Me llamo Edith Dunia Daliwonga y vengo de la República Democrática del Congo, de la región de los Grandes Lagos africanos que ha conocido una terrible guerra, con una serie interminable de violencias que todavía continúan, sobre todo contra los más débiles: las mujeres, los niños y los ancianos. Nací en 1985 en Bukavu. Tenía 9 años cuando se produjo el genocidio ruandés y a partir de 1994 crecí en un clima de guerra y de violencia. Se podría decir que pertenezco a una generación que ha conocido casi solo la guerra y la violencia, en otras palabras, una generación perdida y sin esperanza. De hecho sin la paz no hay futuro y no hay esperanza. La guerra y la violencia para los hombres son como una tormenta. ¡Qué fácil es naufragar! Solo nos podemos salvar juntos, sin abandonar a nadie a su destino de violencia y de pobreza. No hay que abandonar a África.
Por eso para nosotros, jóvenes africanos, Sant’Egidio lleva el nombre de la paz y de la esperanza; y yo doy las gracias enormemente a la Comunidad por su trabajo en África. Es un signo que nos recuerda que Dios no nos ha olvidado y que siempre hay un futuro si empezamos a vivir para los demás. En la comunidad crecí junto a muchas personas que no son de mi país ni de mi etnia: ruandeses, burundeses, ugandeses, todas las etnias mezcladas, africanos y europeos juntos… Aprendí a superar los prejuicios y a entender que estamos destinados a vivir juntos y que la violencia y la separación no son nuestro futuro.

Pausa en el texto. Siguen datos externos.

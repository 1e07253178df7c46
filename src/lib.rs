#![deny(missing_docs)]
//! This crate solves the sum and product ("impossible") puzzle by replaying its
//! dialogue as a chain of filters over candidate pairs.

/// The `sum_product` module implements the candidate filtering engine, along with
/// tools to trace, verify and display its results.
pub mod sum_product;
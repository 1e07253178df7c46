//! Argument parsing and report printing for the `impossible` binary.

pub(crate) mod cli;
//! Range limits for the candidate universe and the policy used to enforce them.
//!
//! The engine only ever works on bounds inside `[MIN_RANGE_LIMIT, MAX_RANGE_LIMIT]`.
//! Anything a caller hands in is brought into that range before a single pair
//! is generated. Two policies are supported:
//!
//! - [`RangePolicy::Clamp`]: silently move the bound to the nearest limit.
//!   This is the default and what the generation functions always do.
//! - [`RangePolicy::Reject`]: refuse the bound with [`SolveError::OutOfRange`].

use crate::sum_product::error::SolveError;
use clap::ValueEnum;
use std::fmt::Display;

/// Bound used when the caller does not supply one.
pub const DEFAULT_MAX: u32 = 20;

/// Largest accepted upper bound for the pair components.
pub const MAX_RANGE_LIMIT: u32 = 20;

/// Smallest accepted upper bound for the pair components.
pub const MIN_RANGE_LIMIT: u32 = 5;

/// Smallest value either component of a pair may take.
pub const MIN_COMPONENT: u32 = 2;

/// How an out-of-range bound is handled.
#[derive(Debug, Clone, Copy, PartialEq, Eq, Hash, Default, ValueEnum)]
pub enum RangePolicy {
    /// Move the bound to the nearest limit.
    #[default]
    Clamp,
    /// Refuse the bound.
    Reject,
}

impl Display for RangePolicy {
    fn fmt(&self, f: &mut std::fmt::Formatter<'_>) -> std::fmt::Result {
        match self {
            Self::Clamp => write!(f, "clamp"),
            Self::Reject => write!(f, "reject"),
        }
    }
}

impl RangePolicy {
    /// Applies the policy to `requested`.
    ///
    /// # Errors
    ///
    /// Returns [`SolveError::OutOfRange`] under [`RangePolicy::Reject`] when
    /// `requested` falls outside `[MIN_RANGE_LIMIT, MAX_RANGE_LIMIT]`.
    pub fn apply(self, requested: i64) -> Result<u32, SolveError> {
        match self {
            Self::Clamp => Ok(clamp_max(requested)),
            Self::Reject => checked_max(requested),
        }
    }
}

/// Clamps `requested` into `[MIN_RANGE_LIMIT, MAX_RANGE_LIMIT]`.
#[must_use]
pub fn clamp_max(requested: i64) -> u32 {
    let clamped = requested.clamp(i64::from(MIN_RANGE_LIMIT), i64::from(MAX_RANGE_LIMIT));
    if clamped != requested {
        tracing::debug!(requested, clamped, "range bound clamped");
    }
    u32::try_from(clamped).unwrap_or(MAX_RANGE_LIMIT)
}

/// Accepts `requested` only if it already lies in `[MIN_RANGE_LIMIT, MAX_RANGE_LIMIT]`.
///
/// # Errors
///
/// Returns [`SolveError::OutOfRange`] otherwise.
pub fn checked_max(requested: i64) -> Result<u32, SolveError> {
    u32::try_from(requested)
        .ok()
        .filter(|max| (MIN_RANGE_LIMIT..=MAX_RANGE_LIMIT).contains(max))
        .ok_or(SolveError::OutOfRange {
            requested,
            min: MIN_RANGE_LIMIT,
            max: MAX_RANGE_LIMIT,
        })
}

/// Reads a bound typed by a user.
///
/// Text that is not an integer, or is zero, falls back to [`DEFAULT_MAX`]; the
/// policy is then applied to whatever number results.
///
/// # Errors
///
/// See [`RangePolicy::apply`].
pub fn parse_max(text: &str, policy: RangePolicy) -> Result<u32, SolveError> {
    let requested = text
        .trim()
        .parse::<i64>()
        .ok()
        .filter(|&n| n != 0)
        .unwrap_or(i64::from(DEFAULT_MAX));
    policy.apply(requested)
}

/// Number of pairs `2 <= x <= y <= max` for an already clamped `max`.
#[must_use]
pub const fn pair_count(max: u32) -> usize {
    if max < MIN_COMPONENT {
        return 0;
    }
    let n = (max - MIN_COMPONENT + 1) as usize;
    n * (n + 1) / 2
}

#[cfg(test)]
mod tests {
    use super::*;

    #[test]
    fn test_clamp_max_keeps_values_in_range() {
        for max in MIN_RANGE_LIMIT..=MAX_RANGE_LIMIT {
            assert_eq!(clamp_max(i64::from(max)), max);
        }
    }

    #[test]
    fn test_clamp_max_moves_values_to_nearest_limit() {
        assert_eq!(clamp_max(-3), MIN_RANGE_LIMIT);
        assert_eq!(clamp_max(0), MIN_RANGE_LIMIT);
        assert_eq!(clamp_max(4), MIN_RANGE_LIMIT);
        assert_eq!(clamp_max(21), MAX_RANGE_LIMIT);
        assert_eq!(clamp_max(i64::MAX), MAX_RANGE_LIMIT);
    }

    #[test]
    fn test_checked_max_rejects_out_of_range() {
        assert_eq!(checked_max(12), Ok(12));
        assert_eq!(
            checked_max(100),
            Err(SolveError::OutOfRange {
                requested: 100,
                min: MIN_RANGE_LIMIT,
                max: MAX_RANGE_LIMIT,
            })
        );
        assert!(checked_max(-1).is_err());
        assert!(checked_max(4).is_err());
    }

    #[test]
    fn test_policy_apply() {
        assert_eq!(RangePolicy::Clamp.apply(50), Ok(20));
        assert!(RangePolicy::Reject.apply(50).is_err());
        assert_eq!(RangePolicy::Reject.apply(5), Ok(5));
    }

    #[test]
    fn test_parse_max_falls_back_to_default() {
        assert_eq!(parse_max("abc", RangePolicy::Clamp), Ok(DEFAULT_MAX));
        assert_eq!(parse_max("", RangePolicy::Reject), Ok(DEFAULT_MAX));
        assert_eq!(parse_max("0", RangePolicy::Clamp), Ok(DEFAULT_MAX));
        assert_eq!(parse_max(" 7 ", RangePolicy::Clamp), Ok(7));
        assert_eq!(parse_max("3", RangePolicy::Clamp), Ok(MIN_RANGE_LIMIT));
        assert!(parse_max("3", RangePolicy::Reject).is_err());
    }

    #[test]
    fn test_pair_count() {
        assert_eq!(pair_count(5), 10);
        assert_eq!(pair_count(20), 190);
        assert_eq!(pair_count(2), 1);
        assert_eq!(pair_count(1), 0);
    }

    #[test]
    fn test_policy_display() {
        assert_eq!(RangePolicy::Clamp.to_string(), "clamp");
        assert_eq!(RangePolicy::Reject.to_string(), "reject");
    }
}
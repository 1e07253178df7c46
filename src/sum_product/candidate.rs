//! Candidate pairs and the ordered sets the filtering rounds pass between them.

use crate::sum_product::error::ParseError;
use itertools::Itertools;
use rustc_hash::FxHashSet;
use std::fmt::Display;
use std::str::FromStr;

/// Key identifying a pair within a generated set.
///
/// Rendered and parsed as `"x-y"`.
#[derive(Debug, Clone, Copy, PartialEq, Eq, Hash, PartialOrd, Ord)]
pub struct PairId {
    /// Smaller component.
    pub x: u32,
    /// Larger component.
    pub y: u32,
}

impl PairId {
    /// Creates a new id. The caller is responsible for `x <= y`.
    #[must_use]
    pub const fn new(x: u32, y: u32) -> Self {
        Self { x, y }
    }
}

impl Display for PairId {
    fn fmt(&self, f: &mut std::fmt::Formatter<'_>) -> std::fmt::Result {
        write!(f, "{}-{}", self.x, self.y)
    }
}

impl FromStr for PairId {
    type Err = ParseError;

    fn from_str(s: &str) -> Result<Self, Self::Err> {
        let (x, y) = s
            .trim()
            .split_once('-')
            .ok_or_else(|| ParseError::Malformed(s.to_string()))?;

        let parse = |part: &str| {
            part.trim()
                .parse::<u32>()
                .map_err(|_| ParseError::InvalidNumber(part.to_string()))
        };
        let (x, y) = (parse(x)?, parse(y)?);

        if x > y {
            return Err(ParseError::Unordered { x, y });
        }
        Ok(Self::new(x, y))
    }
}

/// One possible hidden answer: two integers `x <= y` with their derived sum and product.
#[derive(Debug, Clone, Copy, PartialEq, Eq, Hash, PartialOrd, Ord)]
pub struct Pair {
    /// Smaller component.
    pub x: u32,
    /// Larger component.
    pub y: u32,
    /// `x + y`, the value told to the sum-holder.
    pub sum: u32,
    /// `x * y`, the value told to the product-holder.
    pub product: u32,
}

impl Pair {
    /// Builds a pair, ordering the components so that `x <= y`.
    #[must_use]
    pub const fn new(a: u32, b: u32) -> Self {
        let (x, y) = if a <= b { (a, b) } else { (b, a) };
        Self {
            x,
            y,
            sum: x + y,
            product: x * y,
        }
    }

    /// The pair's key.
    #[must_use]
    pub const fn id(&self) -> PairId {
        PairId::new(self.x, self.y)
    }
}

impl From<PairId> for Pair {
    fn from(id: PairId) -> Self {
        Self::new(id.x, id.y)
    }
}

impl Display for Pair {
    fn fmt(&self, f: &mut std::fmt::Formatter<'_>) -> std::fmt::Result {
        write!(
            f,
            "X: {}, Y: {}, Sum: {}, Product: {}",
            self.x, self.y, self.sum, self.product
        )
    }
}

/// An ordered, immutable sequence of pairs.
///
/// Sets are only ever produced by generation or by filtering another set, so
/// the order of the universe (increasing `x`, then increasing `y`) carries
/// through every stage.
#[derive(Debug, Clone, PartialEq, Eq, Default, Hash)]
pub struct CandidateSet(Vec<Pair>);

impl CandidateSet {
    /// Wraps an ordered list of pairs.
    #[must_use]
    pub const fn new(pairs: Vec<Pair>) -> Self {
        Self(pairs)
    }

    /// Number of pairs in the set.
    #[must_use]
    pub fn len(&self) -> usize {
        self.0.len()
    }

    /// Whether the set holds no pairs.
    #[must_use]
    pub fn is_empty(&self) -> bool {
        self.0.is_empty()
    }

    /// Iterates the pairs in order.
    pub fn iter(&self) -> impl Iterator<Item = &Pair> {
        self.0.iter()
    }

    /// The pairs as a slice.
    #[must_use]
    pub fn as_slice(&self) -> &[Pair] {
        &self.0
    }

    /// The set of ids present.
    #[must_use]
    pub fn ids(&self) -> FxHashSet<PairId> {
        self.0.iter().map(Pair::id).collect()
    }

    /// Whether a pair with this id is present.
    #[must_use]
    pub fn contains(&self, id: PairId) -> bool {
        self.0.iter().any(|pair| pair.id() == id)
    }

    /// Looks a pair up by id.
    #[must_use]
    pub fn find(&self, id: PairId) -> Option<&Pair> {
        self.0.iter().find(|pair| pair.id() == id)
    }

    /// Whether every id in `self` is also present in `other`.
    #[must_use]
    pub fn is_subset_of(&self, other: &Self) -> bool {
        let other_ids = other.ids();
        self.0.iter().all(|pair| other_ids.contains(&pair.id()))
    }

    /// Keeps the pairs matching `keep`, preserving order.
    #[must_use]
    pub fn retain_by<F: FnMut(&Pair) -> bool>(&self, mut keep: F) -> Self {
        Self(self.0.iter().copied().filter(|pair| keep(pair)).collect())
    }
}

impl Display for CandidateSet {
    fn fmt(&self, f: &mut std::fmt::Formatter<'_>) -> std::fmt::Result {
        write!(
            f,
            "[{}]",
            self.0
                .iter()
                .map(|pair| format!("({}, {})", pair.x, pair.y))
                .join(", ")
        )
    }
}

impl From<Vec<Pair>> for CandidateSet {
    fn from(pairs: Vec<Pair>) -> Self {
        Self::new(pairs)
    }
}

impl From<CandidateSet> for Vec<Pair> {
    fn from(set: CandidateSet) -> Self {
        set.0
    }
}

impl FromIterator<Pair> for CandidateSet {
    fn from_iter<I: IntoIterator<Item = Pair>>(iter: I) -> Self {
        Self(iter.into_iter().collect())
    }
}

impl<'a> IntoIterator for &'a CandidateSet {
    type Item = &'a Pair;
    type IntoIter = std::slice::Iter<'a, Pair>;

    fn into_iter(self) -> Self::IntoIter {
        self.0.iter()
    }
}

Durante estos días, aquí en Múnich, he visto que el mundo puede cambiar. Aquí hay una nueva visión: nosotros somos distintos y provenimos de todas las partes del mundo, pero hemos demostrado que se puede vivir unos junto a otros y no unos contra otros. Hoy tengo una gran alegría. Nace de estos tres días durante los que he aprendido a mirar al otro y a considerarlo un don de Dios, indispensable para vivir juntos y construir el futuro.